Европу он любил даже больше, чем революцию. Однажды за «круглым столом» из любви к этому континенту он высказал сомнительную идею. В случае советского вторжения Европе не нужно сопротивляться, сказал он, поворачивая свою лысину словно бакен. Мы не можем пожертвовать накопленными здесь культурными сокровищами ради безнадежного сопротивления. Пусть советские танкисты придут в Амстердам, что из этого? Как Петр Первый, они вернутся с желанием перестроить свою жизнь на голландский лад. А голланцы как сидели в своих кабачках, так и будут там сидеть, потягивая свое великолепное пиво.

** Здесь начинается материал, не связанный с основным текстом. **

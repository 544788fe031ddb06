//! Error types shared across the hostbridge crates.

use http::StatusCode;
use thiserror::Error;

/// Result type alias for adapter operations.
pub type AdapterResult<T> = Result<T, AdapterError>;

/// Errors that can occur while adapting one invocation.
///
/// All of these are local to a single invocation; nothing is retried by
/// the adapter itself and nothing propagates across invocations.
#[derive(Debug, Error)]
pub enum AdapterError {
    /// No supported handler shape matched the raw invocation.
    #[error("no supported handler shape matches this invocation")]
    UnrecognizedShape,

    /// Request metadata could not be parsed into the canonical form.
    #[error("malformed request: {0}")]
    MalformedRequest(String),

    /// A second attempt was made to read a single-consumption body.
    #[error("request body already consumed")]
    BodyAlreadyConsumed,

    /// The user handler or a plugin hook failed.
    #[error("handler error: {0}")]
    Handler(#[from] anyhow::Error),

    /// I/O failure while bridging a body between push and pull ends.
    #[error("stream bridge error: {0}")]
    StreamBridge(#[from] StreamBridgeError),
}

impl AdapterError {
    /// Status code a reply synthesized from this error should carry.
    ///
    /// Malformed requests are the client's fault; everything else is
    /// reported as a generic server error without internal detail.
    pub fn status(&self) -> StatusCode {
        match self {
            AdapterError::MalformedRequest(_) => StatusCode::BAD_REQUEST,
            _ => StatusCode::INTERNAL_SERVER_ERROR,
        }
    }
}

/// Errors raised by the stream bridge while moving body chunks.
#[derive(Debug, Clone, Error, PartialEq, Eq)]
pub enum StreamBridgeError {
    /// The upstream byte source failed mid-stream.
    #[error("upstream source failed: {0}")]
    Source(String),

    /// The downstream sink rejected a write or closed early.
    #[error("downstream sink failed: {0}")]
    Sink(String),

    /// The invocation's abort signal fired while bridging.
    #[error("stream cancelled: {0}")]
    Cancelled(String),

    /// The other end of the bridge went away without finishing.
    #[error("stream closed before completion")]
    Disconnected,
}

#[cfg(test)]
mod tests {
    use super::*;

    #[test]
    fn malformed_request_maps_to_client_error() {
        let err = AdapterError::MalformedRequest("bad method".into());
        assert_eq!(err.status(), StatusCode::BAD_REQUEST);
    }

    #[test]
    fn other_errors_map_to_server_error() {
        assert_eq!(
            AdapterError::UnrecognizedShape.status(),
            StatusCode::INTERNAL_SERVER_ERROR
        );
        assert_eq!(
            AdapterError::BodyAlreadyConsumed.status(),
            StatusCode::INTERNAL_SERVER_ERROR
        );
    }

    #[test]
    fn stream_error_converts() {
        let err: AdapterError = StreamBridgeError::Disconnected.into();
        assert!(matches!(err, AdapterError::StreamBridge(_)));
    }
}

Культурное пораженчество было довольно модной темой в том сезоне, а Карл, как всегда, был чуток на новые веяния. Участники дискуссии переглянулись: вот это настоящая парадоксальная голова, вот это Достоевский! Тут один из русских участников, мрачный молчун, задал Шарлеману вопрос: «Карл, ты, кажется, забыл про вывеску „пива нет“?» Русские захохотали — громче всех, конечно, сам Карл. Остальные не поняли шутки, потому что переводчик ее не понял (как это может быть, что пива нет?), и она осталась непереведенной.
Карлу и Зинаиде аплодировали на улицах. Молодожены подходили к ним, чтобы сфотографироваться с русским мыслителем. Все шестнадцать миллионов голландцев плюс шесть миллионов фламандцев восхищались его изящной, с нюансами, голландской речью. Политические деятели тоже старались пролезть на одну с ним фотку. Однажды при мне мэр Роттердама на вокзале вырвал у него чемодан и сам донес его до нашего вагона. Он постоянно получал большие гранты и жил безбедно.
Кстати, об этом поезде. Там не обошлось без забавной истории. Ох уж эти «забавные истории»! В пространстве между рождением и смертью происходит немало забавных историй. Смех — одна из самых серьезных загадок бытия. Что это мы так часто комикуем, если знаем, что суждено истлеть?